Ciò innesca spesso problematiche tecniche di difficile risoluzione in quanto la gamma dei fitofarmaci di cui è ammesso l’utilizzo, già fortemente ridotta dalle politiche comunitarie del Green Deal, viene a essere ulteriormente compressa in netto contrasto con il principio di rotazione che rappresenta uno dei caposaldi della difesa fitosanitaria integrata, rischiando di compromettere gli obiettivi di qualità estetica che devono necessariamente accompagnare i prodotti floricoli e ornamentali.
Esempi recenti riguardano le restrizioni imposte nell’utilizzo di alcune classi di prodotti per la difesa delle colture non selettivi per gli insetti impollinatori e di largo uso in ortofrutticoltura, che coinvolgono anche le coltivazioni di piante ornamentali da fogliame, dove tale rischio è da considerarsi effettivamente nullo in quanto tali tipologie di piante non presentano fiori o attrattori di sorta per gli impollinatori. Altro esempio riguarda alcune classi di erbicidi con profilo di rischio per gli organismi acquatici e di largo impiego nelle colture cerealicole estensive, ma che nel florovivaismo vengono utilizzate in quantità ridotte ed esclusivamente per il diserbo di aree aziendali marginali e a basso rischio di percolazione.
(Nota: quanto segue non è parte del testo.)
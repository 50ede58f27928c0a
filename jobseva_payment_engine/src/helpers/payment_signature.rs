//! # Payment signature format
//!
//! When a buyer completes a charge, Razorpay hands the client a `(order_id, payment_id, signature)`
//! triple. The signature is
//!
//! ```text
//!     HMAC-SHA256(key_secret, "{order_id}|{payment_id}")
//! ```
//!
//! hex-encoded. Because the gateway signs the order id and payment id *together*, neither value can
//! be swapped out independently of the other. The server recomputes the HMAC with its own copy of
//! the shared secret and compares in constant time; this recomputation is the sole authority for
//! "this payment is genuine". Client-supplied status fields or amount matches are never a
//! substitute.

use hmac::{Hmac, Mac};
use jsp_common::Secret;
use sha2::Sha256;

use crate::db_types::{OrderId, PaymentId};

type HmacSha256 = Hmac<Sha256>;

/// The message the gateway signs: `{order_id}|{payment_id}`.
pub fn signature_message(order_id: &OrderId, payment_id: &PaymentId) -> String {
    format!("{}|{}", order_id.as_str(), payment_id.as_str())
}

/// Recomputes the gateway signature for the given ids and compares it against the supplied
/// hex-encoded signature in constant time. Malformed hex simply fails verification.
pub fn verify_payment_signature(
    secret: &Secret<String>,
    order_id: &OrderId,
    payment_id: &PaymentId,
    signature: &str,
) -> bool {
    let supplied = match hex::decode(signature) {
        Ok(bytes) => bytes,
        Err(_) => return false,
    };
    let mut mac = match HmacSha256::new_from_slice(secret.reveal().as_bytes()) {
        Ok(mac) => mac,
        Err(_) => return false,
    };
    mac.update(signature_message(order_id, payment_id).as_bytes());
    // Mac::verify_slice is a constant-time comparison
    mac.verify_slice(&supplied).is_ok()
}

/// Produces the hex-encoded signature the gateway would emit for the given ids. Used by tests and
/// operator tooling; the server itself only ever verifies.
pub fn sign_payment(secret: &Secret<String>, order_id: &OrderId, payment_id: &PaymentId) -> String {
    let mut mac = HmacSha256::new_from_slice(secret.reveal().as_bytes())
        .expect("HMAC accepts keys of any length");
    mac.update(signature_message(order_id, payment_id).as_bytes());
    hex::encode(mac.finalize().into_bytes())
}

#[cfg(test)]
mod test {
    use super::*;

    fn secret() -> Secret<String> {
        Secret::new("form-seva-test-secret".to_string())
    }

    fn ids() -> (OrderId, PaymentId) {
        (OrderId::from("order_abc".to_string()), PaymentId::from("pay_123".to_string()))
    }

    // HMAC-SHA256("form-seva-test-secret", "order_abc|pay_123")
    const EXPECTED: &str = "00bb80c8589862051fdf55f33f2b7b33b776ff275f635b832f9bbf0bfccf1d19";

    #[test]
    fn message_format() {
        let (order_id, payment_id) = ids();
        assert_eq!(signature_message(&order_id, &payment_id), "order_abc|pay_123");
    }

    #[test]
    fn valid_signature_verifies() {
        let (order_id, payment_id) = ids();
        assert_eq!(sign_payment(&secret(), &order_id, &payment_id), EXPECTED);
        assert!(verify_payment_signature(&secret(), &order_id, &payment_id, EXPECTED));
    }

    #[test]
    fn any_single_character_mutation_fails() {
        let (order_id, payment_id) = ids();
        let mut tampered = EXPECTED.to_string();
        tampered.replace_range(0..1, "1");
        assert!(!verify_payment_signature(&secret(), &order_id, &payment_id, &tampered));

        let wrong_order = OrderId::from("order_abd".to_string());
        assert!(!verify_payment_signature(&secret(), &wrong_order, &payment_id, EXPECTED));

        let wrong_payment = PaymentId::from("pay_124".to_string());
        assert!(!verify_payment_signature(&secret(), &order_id, &wrong_payment, EXPECTED));
        // The signature for the mutated payment id is a different digest entirely
        assert_eq!(
            sign_payment(&secret(), &order_id, &wrong_payment),
            "ad4bf3a342f0df1597d70f014028946c8415ebd222e631696cac627a3fe88bab"
        );
    }

    #[test]
    fn malformed_hex_fails_without_panicking() {
        let (order_id, payment_id) = ids();
        assert!(!verify_payment_signature(&secret(), &order_id, &payment_id, "not-hex-at-all"));
        assert!(!verify_payment_signature(&secret(), &order_id, &payment_id, ""));
        // Valid hex, wrong length
        assert!(!verify_payment_signature(&secret(), &order_id, &payment_id, "00bb80"));
    }

    #[test]
    fn signatures_are_secret_dependent() {
        let (order_id, payment_id) = ids();
        let other = Secret::new("a-different-secret".to_string());
        assert!(!verify_payment_signature(&other, &order_id, &payment_id, EXPECTED));
    }
}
Constatato che il destinatario finale è sempre il consumatore, sarebbe interessante esplorare meglio quale sia l’effettiva percezione di loghi e slogan di sorta che evocano temi di sostenibilità e poter valutare meglio i risultati di queste restrizioni in termini di competitività sul mercato. Un esempio sono i numerosi operatori in Italia che si ritrovano a contatto giornaliero con fiori e piante ornamentali nelle rivendite e per l’allestimento floreale di cerimonie e che sono costantemente esposti a potenziali rischi di contaminazione da residui di fitofarmaci e per i quali avere la possibilità di manipolare prodotti “sicuri” per la propria salute avrebbe certamente un valore aggiunto superiore rispetto ad altri.
Armonizzazione delle certificazioni ambientali nel florovivaismo 2025
Immettere sul mercato prodotti provvisti di tali garanzie prevede di fatto il rispetto di buone prassi durante tutti le fasi produttive e che possono essere controllate solo nell’ambito di un sistema di gestione e controllo verificato da un soggetto terzo indipendente. Inserire arbitrariamente ulteriori requisiti incoerenti rispetto a quelli già previsti in tali schemi rischierebbe di fatto di compromettere l’efficienza e l’efficacia di tali sistemi.
Tutti gli enti di certificazione sono infatti soggetti a un rigido sistema di accreditamento che prevede verifiche annuali indipendenti e inoltre sono tenuti a nominare un comitato di revisione composto da esperti, accademici, rappresentanti di imprese del settore, del mercato e associazioni di consumatori, al quale demandare il compito di riesaminare periodicamente gli schemi certificativi e apportare, ove necessario, le opportune modifiche e aggiornamenti. Sarebbe quest’ultimo infatti il contesto adatto ove indirizzare gli input provenienti dalle diverse componenti del mercato per migliorare gli standard adottando modelli consolidati di cooperazione e sviluppo.
Tale orientamento è stato adottato anche dalla Floriculture Sustainability Initiative (Fsi), che riunisce i principali attori del settore floricolo e del verde ornamentale internazionale e che ha individuato nel rafforzamento e nell’armonizzazione dei diversi schemi di certificazione la strategia corretta per raggiungere entro il 2025 importanti obiettivi in materia di trasparenza, produzione e commercio responsabili, impatto positivo e miglioramento complessivo dell’intera filiera.